[Stored data entries]
[Start of section]

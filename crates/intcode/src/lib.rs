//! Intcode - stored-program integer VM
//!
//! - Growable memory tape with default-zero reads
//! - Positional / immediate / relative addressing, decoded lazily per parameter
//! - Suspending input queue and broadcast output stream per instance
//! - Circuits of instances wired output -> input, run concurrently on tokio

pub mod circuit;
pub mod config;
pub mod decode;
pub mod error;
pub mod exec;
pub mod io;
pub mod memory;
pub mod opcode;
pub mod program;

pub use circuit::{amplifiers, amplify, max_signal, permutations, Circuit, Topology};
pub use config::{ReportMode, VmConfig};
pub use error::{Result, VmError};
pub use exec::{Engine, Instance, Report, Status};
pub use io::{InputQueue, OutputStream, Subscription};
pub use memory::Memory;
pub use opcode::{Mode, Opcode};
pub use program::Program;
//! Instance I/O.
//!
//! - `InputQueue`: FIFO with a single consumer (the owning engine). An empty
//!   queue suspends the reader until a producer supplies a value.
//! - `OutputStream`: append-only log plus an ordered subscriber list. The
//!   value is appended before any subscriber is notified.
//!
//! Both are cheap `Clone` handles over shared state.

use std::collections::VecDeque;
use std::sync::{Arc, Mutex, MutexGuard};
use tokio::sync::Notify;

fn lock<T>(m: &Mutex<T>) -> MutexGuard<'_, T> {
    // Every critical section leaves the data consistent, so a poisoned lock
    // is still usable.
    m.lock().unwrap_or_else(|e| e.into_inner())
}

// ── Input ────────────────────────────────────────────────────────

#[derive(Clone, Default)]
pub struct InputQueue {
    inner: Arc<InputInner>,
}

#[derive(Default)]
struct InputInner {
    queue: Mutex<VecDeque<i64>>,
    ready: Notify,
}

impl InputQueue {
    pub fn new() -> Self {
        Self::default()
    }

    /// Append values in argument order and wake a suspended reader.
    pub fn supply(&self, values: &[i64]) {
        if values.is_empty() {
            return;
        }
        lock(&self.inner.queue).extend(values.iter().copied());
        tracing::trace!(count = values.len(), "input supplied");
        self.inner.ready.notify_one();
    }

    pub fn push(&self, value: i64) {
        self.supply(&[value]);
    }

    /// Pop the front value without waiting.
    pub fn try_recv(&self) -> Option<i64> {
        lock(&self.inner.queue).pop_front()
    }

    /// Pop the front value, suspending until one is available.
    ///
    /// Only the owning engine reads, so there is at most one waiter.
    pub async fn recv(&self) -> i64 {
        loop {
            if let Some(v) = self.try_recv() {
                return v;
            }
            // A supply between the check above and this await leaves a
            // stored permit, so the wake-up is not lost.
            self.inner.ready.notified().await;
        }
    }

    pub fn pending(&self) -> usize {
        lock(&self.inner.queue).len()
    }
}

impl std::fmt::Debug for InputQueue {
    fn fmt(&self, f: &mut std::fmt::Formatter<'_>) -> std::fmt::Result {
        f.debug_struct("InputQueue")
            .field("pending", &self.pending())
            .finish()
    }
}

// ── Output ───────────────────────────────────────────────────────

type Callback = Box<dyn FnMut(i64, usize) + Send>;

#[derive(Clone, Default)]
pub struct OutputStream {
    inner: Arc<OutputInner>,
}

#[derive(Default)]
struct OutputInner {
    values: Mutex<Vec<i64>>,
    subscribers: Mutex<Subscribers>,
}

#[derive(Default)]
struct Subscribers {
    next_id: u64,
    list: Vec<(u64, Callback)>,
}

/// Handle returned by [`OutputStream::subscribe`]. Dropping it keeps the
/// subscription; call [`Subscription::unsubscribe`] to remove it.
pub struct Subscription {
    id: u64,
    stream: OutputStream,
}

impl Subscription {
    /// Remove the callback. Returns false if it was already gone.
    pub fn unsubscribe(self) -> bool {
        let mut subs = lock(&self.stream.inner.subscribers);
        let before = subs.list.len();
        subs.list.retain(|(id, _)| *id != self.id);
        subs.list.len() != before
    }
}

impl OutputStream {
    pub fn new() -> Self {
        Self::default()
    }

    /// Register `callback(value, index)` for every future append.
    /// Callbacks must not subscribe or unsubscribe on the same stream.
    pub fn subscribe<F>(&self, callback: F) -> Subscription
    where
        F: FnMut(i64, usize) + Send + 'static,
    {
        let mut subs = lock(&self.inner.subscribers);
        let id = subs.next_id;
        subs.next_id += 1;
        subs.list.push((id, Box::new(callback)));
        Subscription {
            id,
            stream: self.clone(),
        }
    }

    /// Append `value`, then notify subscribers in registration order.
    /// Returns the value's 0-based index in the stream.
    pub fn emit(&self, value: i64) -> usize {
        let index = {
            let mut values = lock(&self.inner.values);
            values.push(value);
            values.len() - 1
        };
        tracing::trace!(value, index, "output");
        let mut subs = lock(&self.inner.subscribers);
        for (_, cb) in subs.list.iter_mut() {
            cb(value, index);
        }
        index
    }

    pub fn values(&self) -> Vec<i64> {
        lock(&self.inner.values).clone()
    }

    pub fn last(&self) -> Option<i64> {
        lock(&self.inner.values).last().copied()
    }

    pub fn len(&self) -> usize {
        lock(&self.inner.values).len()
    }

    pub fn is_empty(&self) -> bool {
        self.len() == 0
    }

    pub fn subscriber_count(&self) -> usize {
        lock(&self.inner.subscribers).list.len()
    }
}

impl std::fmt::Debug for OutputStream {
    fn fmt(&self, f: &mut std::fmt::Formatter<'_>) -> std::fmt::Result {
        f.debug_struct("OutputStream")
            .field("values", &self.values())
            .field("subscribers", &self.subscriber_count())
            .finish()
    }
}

[End of section]
[Start of section]

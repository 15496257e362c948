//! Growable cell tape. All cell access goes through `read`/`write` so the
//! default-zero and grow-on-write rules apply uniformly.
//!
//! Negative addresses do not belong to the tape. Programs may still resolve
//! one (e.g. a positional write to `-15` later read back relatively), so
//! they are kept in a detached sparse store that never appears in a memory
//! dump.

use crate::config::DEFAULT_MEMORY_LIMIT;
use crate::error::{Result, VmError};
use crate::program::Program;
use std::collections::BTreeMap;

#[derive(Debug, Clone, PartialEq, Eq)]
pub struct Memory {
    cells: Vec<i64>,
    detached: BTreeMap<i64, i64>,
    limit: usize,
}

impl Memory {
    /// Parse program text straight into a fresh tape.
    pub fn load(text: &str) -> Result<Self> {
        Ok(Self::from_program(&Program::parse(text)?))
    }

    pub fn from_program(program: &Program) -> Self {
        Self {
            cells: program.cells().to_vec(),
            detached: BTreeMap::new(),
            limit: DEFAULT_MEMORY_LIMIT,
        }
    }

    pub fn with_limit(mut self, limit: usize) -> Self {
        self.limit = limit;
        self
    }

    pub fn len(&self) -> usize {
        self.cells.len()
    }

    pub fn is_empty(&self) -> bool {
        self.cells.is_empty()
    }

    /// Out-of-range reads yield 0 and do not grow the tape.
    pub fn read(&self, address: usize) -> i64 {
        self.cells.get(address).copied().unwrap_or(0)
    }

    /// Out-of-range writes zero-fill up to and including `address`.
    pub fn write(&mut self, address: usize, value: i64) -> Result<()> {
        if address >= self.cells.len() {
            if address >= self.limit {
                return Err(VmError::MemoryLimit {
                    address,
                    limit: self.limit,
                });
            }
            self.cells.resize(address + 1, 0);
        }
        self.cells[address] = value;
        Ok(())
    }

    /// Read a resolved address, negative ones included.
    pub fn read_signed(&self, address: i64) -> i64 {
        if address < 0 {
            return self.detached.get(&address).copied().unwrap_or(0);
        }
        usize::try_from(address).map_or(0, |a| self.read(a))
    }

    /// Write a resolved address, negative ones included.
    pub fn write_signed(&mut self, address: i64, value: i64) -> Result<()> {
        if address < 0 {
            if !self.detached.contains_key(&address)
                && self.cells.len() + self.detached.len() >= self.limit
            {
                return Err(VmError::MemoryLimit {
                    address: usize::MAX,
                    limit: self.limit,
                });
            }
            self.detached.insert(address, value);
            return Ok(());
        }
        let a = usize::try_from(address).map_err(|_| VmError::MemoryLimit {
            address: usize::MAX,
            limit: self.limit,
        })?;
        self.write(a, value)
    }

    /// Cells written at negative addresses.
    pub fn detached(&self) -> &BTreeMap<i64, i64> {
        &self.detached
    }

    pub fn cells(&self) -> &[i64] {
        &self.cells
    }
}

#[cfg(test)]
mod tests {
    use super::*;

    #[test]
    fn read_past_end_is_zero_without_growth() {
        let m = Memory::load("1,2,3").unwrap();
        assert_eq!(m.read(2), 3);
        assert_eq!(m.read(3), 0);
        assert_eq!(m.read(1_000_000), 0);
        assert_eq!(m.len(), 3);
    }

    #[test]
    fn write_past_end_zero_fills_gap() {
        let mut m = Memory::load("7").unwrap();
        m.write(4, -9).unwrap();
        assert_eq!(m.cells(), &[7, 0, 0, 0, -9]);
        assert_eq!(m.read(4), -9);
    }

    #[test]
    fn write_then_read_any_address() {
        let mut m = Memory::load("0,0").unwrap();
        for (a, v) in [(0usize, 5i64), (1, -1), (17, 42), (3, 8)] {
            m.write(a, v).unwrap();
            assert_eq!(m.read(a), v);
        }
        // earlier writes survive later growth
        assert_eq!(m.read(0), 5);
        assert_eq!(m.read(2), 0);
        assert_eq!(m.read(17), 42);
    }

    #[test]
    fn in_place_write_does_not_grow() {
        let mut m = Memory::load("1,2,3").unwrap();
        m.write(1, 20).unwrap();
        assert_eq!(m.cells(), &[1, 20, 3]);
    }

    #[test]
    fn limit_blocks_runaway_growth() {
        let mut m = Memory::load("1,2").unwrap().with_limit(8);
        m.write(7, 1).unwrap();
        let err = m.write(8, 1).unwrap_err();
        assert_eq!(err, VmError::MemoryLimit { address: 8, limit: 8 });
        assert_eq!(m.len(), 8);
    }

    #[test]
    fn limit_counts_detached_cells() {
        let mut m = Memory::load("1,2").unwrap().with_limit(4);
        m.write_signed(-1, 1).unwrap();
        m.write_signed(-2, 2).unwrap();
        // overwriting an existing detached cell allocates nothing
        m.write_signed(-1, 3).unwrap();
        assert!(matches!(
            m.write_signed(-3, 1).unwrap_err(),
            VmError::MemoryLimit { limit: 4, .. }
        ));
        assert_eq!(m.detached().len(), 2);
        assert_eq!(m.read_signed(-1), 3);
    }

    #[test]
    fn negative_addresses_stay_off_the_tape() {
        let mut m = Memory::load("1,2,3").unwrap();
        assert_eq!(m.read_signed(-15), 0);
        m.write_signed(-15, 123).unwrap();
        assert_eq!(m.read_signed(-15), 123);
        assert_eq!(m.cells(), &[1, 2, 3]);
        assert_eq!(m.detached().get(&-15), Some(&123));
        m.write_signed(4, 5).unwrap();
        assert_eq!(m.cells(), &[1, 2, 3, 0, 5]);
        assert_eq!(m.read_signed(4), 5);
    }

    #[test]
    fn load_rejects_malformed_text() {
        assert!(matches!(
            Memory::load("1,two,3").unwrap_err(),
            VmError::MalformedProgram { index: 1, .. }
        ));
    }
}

[End of section]
[Start of section]

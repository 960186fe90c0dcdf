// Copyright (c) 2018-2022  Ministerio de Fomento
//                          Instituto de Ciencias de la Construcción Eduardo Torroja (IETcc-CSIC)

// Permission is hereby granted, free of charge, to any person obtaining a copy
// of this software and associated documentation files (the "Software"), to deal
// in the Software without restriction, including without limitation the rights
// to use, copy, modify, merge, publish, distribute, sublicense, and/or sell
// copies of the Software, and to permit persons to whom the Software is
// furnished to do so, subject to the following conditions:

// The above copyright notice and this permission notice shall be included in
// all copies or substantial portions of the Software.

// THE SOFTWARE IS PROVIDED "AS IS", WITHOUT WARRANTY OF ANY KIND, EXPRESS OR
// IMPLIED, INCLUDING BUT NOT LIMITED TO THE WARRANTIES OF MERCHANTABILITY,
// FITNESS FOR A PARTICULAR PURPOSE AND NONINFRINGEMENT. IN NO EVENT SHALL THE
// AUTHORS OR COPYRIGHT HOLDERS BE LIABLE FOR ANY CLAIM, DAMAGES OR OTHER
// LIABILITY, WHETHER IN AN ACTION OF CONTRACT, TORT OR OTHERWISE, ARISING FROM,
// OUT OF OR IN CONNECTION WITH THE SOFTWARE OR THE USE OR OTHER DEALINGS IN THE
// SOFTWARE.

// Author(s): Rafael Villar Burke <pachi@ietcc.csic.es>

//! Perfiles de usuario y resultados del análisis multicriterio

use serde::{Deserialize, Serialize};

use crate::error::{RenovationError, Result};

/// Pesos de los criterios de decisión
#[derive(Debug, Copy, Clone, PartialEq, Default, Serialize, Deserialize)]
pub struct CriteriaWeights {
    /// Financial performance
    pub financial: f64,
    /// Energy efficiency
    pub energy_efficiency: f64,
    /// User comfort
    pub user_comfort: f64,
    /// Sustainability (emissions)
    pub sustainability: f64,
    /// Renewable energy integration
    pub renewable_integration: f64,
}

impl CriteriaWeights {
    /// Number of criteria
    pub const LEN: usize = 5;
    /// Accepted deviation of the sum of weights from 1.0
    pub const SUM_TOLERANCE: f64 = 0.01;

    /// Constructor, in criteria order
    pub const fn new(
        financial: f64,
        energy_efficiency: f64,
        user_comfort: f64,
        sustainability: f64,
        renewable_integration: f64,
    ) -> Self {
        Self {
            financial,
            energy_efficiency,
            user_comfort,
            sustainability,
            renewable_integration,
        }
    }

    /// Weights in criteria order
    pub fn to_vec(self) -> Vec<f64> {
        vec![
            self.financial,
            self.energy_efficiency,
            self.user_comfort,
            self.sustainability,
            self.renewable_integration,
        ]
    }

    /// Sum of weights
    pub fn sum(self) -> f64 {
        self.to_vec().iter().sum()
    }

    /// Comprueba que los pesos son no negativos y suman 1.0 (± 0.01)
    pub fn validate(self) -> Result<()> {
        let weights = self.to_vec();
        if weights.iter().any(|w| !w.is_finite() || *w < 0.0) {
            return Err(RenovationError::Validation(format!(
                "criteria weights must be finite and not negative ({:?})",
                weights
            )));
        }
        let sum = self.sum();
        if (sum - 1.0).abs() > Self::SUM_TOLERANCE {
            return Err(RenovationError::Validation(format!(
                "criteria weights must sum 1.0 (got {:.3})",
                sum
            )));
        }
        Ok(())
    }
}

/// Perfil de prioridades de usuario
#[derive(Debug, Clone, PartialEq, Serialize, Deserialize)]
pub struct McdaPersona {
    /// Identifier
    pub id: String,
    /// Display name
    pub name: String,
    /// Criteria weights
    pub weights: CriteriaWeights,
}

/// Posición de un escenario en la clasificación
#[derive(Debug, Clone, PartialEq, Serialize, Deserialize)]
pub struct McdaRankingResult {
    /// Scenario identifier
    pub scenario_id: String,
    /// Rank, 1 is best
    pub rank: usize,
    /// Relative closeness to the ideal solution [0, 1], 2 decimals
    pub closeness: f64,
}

[End of section]

- Action item:
For each line above that contains the word "copied", make a copy.

- Result below:
        lock(&self.inner.queue).extend(values.iter().copied());
        lock(&self.inner.values).last().copied()
        self.cells.get(address).copied().unwrap_or(0)
            return self.detached.get(&address).copied().unwrap_or(0);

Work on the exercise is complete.